Using the records below, find how many lines hold the word "GridGraph" and reply with only that number.

(Stored items)
══════════
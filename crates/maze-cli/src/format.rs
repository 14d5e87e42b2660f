//! Result rendering.

use std::io::{self, Write};

use maze_paths::Path;

/// Notice printed when no path exists.
pub const NO_PATH: &str = "no path found";

/// Line that terminates a printed path.
pub const END_MARKER: &str = ".";

/// Write `path` as text: a `Result:` header after a blank line, one
/// `row col` line per cell, then the end marker.
pub fn write_path<W: Write>(out: &mut W, path: &Path) -> io::Result<()> {
    writeln!(out)?;
    writeln!(out, "Result:")?;
    for p in path.steps() {
        writeln!(out, "{} {}", p.row, p.col)?;
    }
    writeln!(out, "{END_MARKER}")
}

/// Write the search outcome as a single JSON document: the path object, or
/// `null` when unreachable.
pub fn write_json<W: Write>(out: &mut W, path: Option<&Path>) -> serde_json::Result<()> {
    serde_json::to_writer(&mut *out, &path)?;
    writeln!(out).map_err(serde_json::Error::io)
}
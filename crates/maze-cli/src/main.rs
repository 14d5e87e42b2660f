//! `maze` — print the cheapest path through a weighted maze.
//!
//! Run: cargo run --bin maze < maze.txt

use std::fs::File;
use std::io::{self, BufReader};
use std::process::ExitCode;

use anyhow::{Context, Result};
use clap::Parser;
use maze_cli::{Args, NO_PATH, Outcome, solve};

fn main() -> ExitCode {
    let args = Args::parse();
    env_logger::Builder::new()
        .filter_level(args.log_level())
        .parse_default_env()
        .init();

    match run(&args) {
        Ok(Outcome::Found) => ExitCode::SUCCESS,
        Ok(Outcome::Unreachable) => {
            eprintln!("{NO_PATH}");
            ExitCode::FAILURE
        }
        Err(e) => {
            eprintln!("Error: {e:#}");
            ExitCode::FAILURE
        }
    }
}

fn run(args: &Args) -> Result<Outcome> {
    let mut out = io::stdout().lock();
    match &args.input {
        Some(path) => {
            let file =
                File::open(path).with_context(|| format!("failed to open {}", path.display()))?;
            solve(BufReader::new(file), &mut out, args.format)
        }
        None => solve(io::stdin().lock(), &mut out, args.format),
    }
}
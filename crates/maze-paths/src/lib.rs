//! Minimum-cost pathfinding over weighted maze grids.
//!
//! Every cell of a [`CostGrid`](maze_core::CostGrid) holds the cost of
//! entering it and zero marks a wall. This crate searches the implicit
//! 4-connected graph over such a grid:
//!
//! - **Shortest path** between two cells ([`find_path`], [`PathRange::find_path`])
//! - **Distance maps** from one source ([`PathRange::distance_map`])
//!
//! Both run Dijkstra's algorithm with lazy deletion over a binary heap.
//! [`PathRange`] owns the working tables, so repeated queries over the same
//! range reuse their allocations.
//!
//! # Trait hierarchy
//!
//! | Trait | Provides |
//! |---|---|
//! | [`Pather`] | passability, neighbor enumeration |
//! | [`WeightedPather`] : [`Pather`] | entering costs |
//!
//! [`GridGraph`] implements both over a `CostGrid`.

mod dijkstra;
mod graph;
mod path;
mod pathrange;
mod search;
mod traits;

pub use graph::GridGraph;
pub use path::Path;
pub use pathrange::{PathNode, PathRange, SearchStats, UNREACHABLE};
pub use search::find_path;
pub use traits::{Pather, WeightedPather};
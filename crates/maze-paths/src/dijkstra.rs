use maze_core::Coord;

use crate::PathRange;
use crate::pathrange::{PathNode, UNREACHABLE};
use crate::traits::WeightedPather;

impl PathRange {
    /// Compute the cheapest cost from `source` to every reachable cell.
    ///
    /// Costs follow the same convention as [`find_path`](PathRange::find_path):
    /// the source's own cost is charged. Returns the reached cells in the
    /// order they were finalized (non-decreasing cost). A wall or
    /// out-of-range source reaches nothing.
    pub fn distance_map<P: WeightedPather>(&mut self, pather: &P, source: Coord) -> &[PathNode] {
        for v in self.map.iter_mut() {
            *v = UNREACHABLE;
        }
        self.map_results.clear();
        self.stats = Default::default();

        let Some(si) = self.idx(source).filter(|_| pather.passable(source)) else {
            return &self.map_results;
        };
        self.run(pather, si, None);

        for k in 0..self.settled.len() {
            let i = self.settled[k];
            let cost = self.dist(i);
            self.map[i] = cost;
            self.map_results.push(PathNode {
                pos: self.coord(i),
                cost,
            });
        }
        log::debug!(
            "distance_map from {source}: {} cells reached",
            self.map_results.len()
        );
        &self.map_results
    }

    /// Query the cost at a specific cell from the last
    /// [`distance_map`](PathRange::distance_map) call.
    ///
    /// Returns [`UNREACHABLE`] if the cell is outside the range or was not
    /// reached.
    pub fn distance_at(&self, p: Coord) -> u64 {
        match self.idx(p) {
            Some(i) => self.map[i],
            None => UNREACHABLE,
        }
    }
}
use std::path::PathBuf;

use clap::{Parser, ValueEnum};

/// How a found path is printed.
#[derive(Debug, Clone, Copy, Default, PartialEq, Eq, ValueEnum)]
pub enum OutputFormat {
    /// One `row col` line per cell, followed by a `.` line.
    #[default]
    Text,
    /// A single JSON object with `steps` and `cost`.
    Json,
}

/// Find the cheapest path through a weighted maze.
///
/// The maze is read from stdin (or --input): a `rows cols` line, the grid
/// rows, then `start_row start_col finish_row finish_col`. Cell values are
/// entering costs and 0 is a wall.
#[derive(Debug, Parser)]
#[command(name = "maze", version, about)]
pub struct Args {
    /// Read the maze from this file instead of stdin.
    #[arg(short, long)]
    pub input: Option<PathBuf>,

    /// Output format.
    #[arg(short, long, value_enum, default_value_t = OutputFormat::Text)]
    pub format: OutputFormat,

    /// Increase log verbosity (-v info, -vv debug, -vvv trace).
    #[arg(short, long, action = clap::ArgAction::Count)]
    pub verbose: u8,
}

impl Args {
    /// Log level selected by the `-v` count. `RUST_LOG` may still override it.
    pub fn log_level(&self) -> log::LevelFilter {
        match self.verbose {
            0 => log::LevelFilter::Warn,
            1 => log::LevelFilter::Info,
            2 => log::LevelFilter::Debug,
            _ => log::LevelFilter::Trace,
        }
    }
}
══════════
**OUTPUT OF THE EXERCISE**
2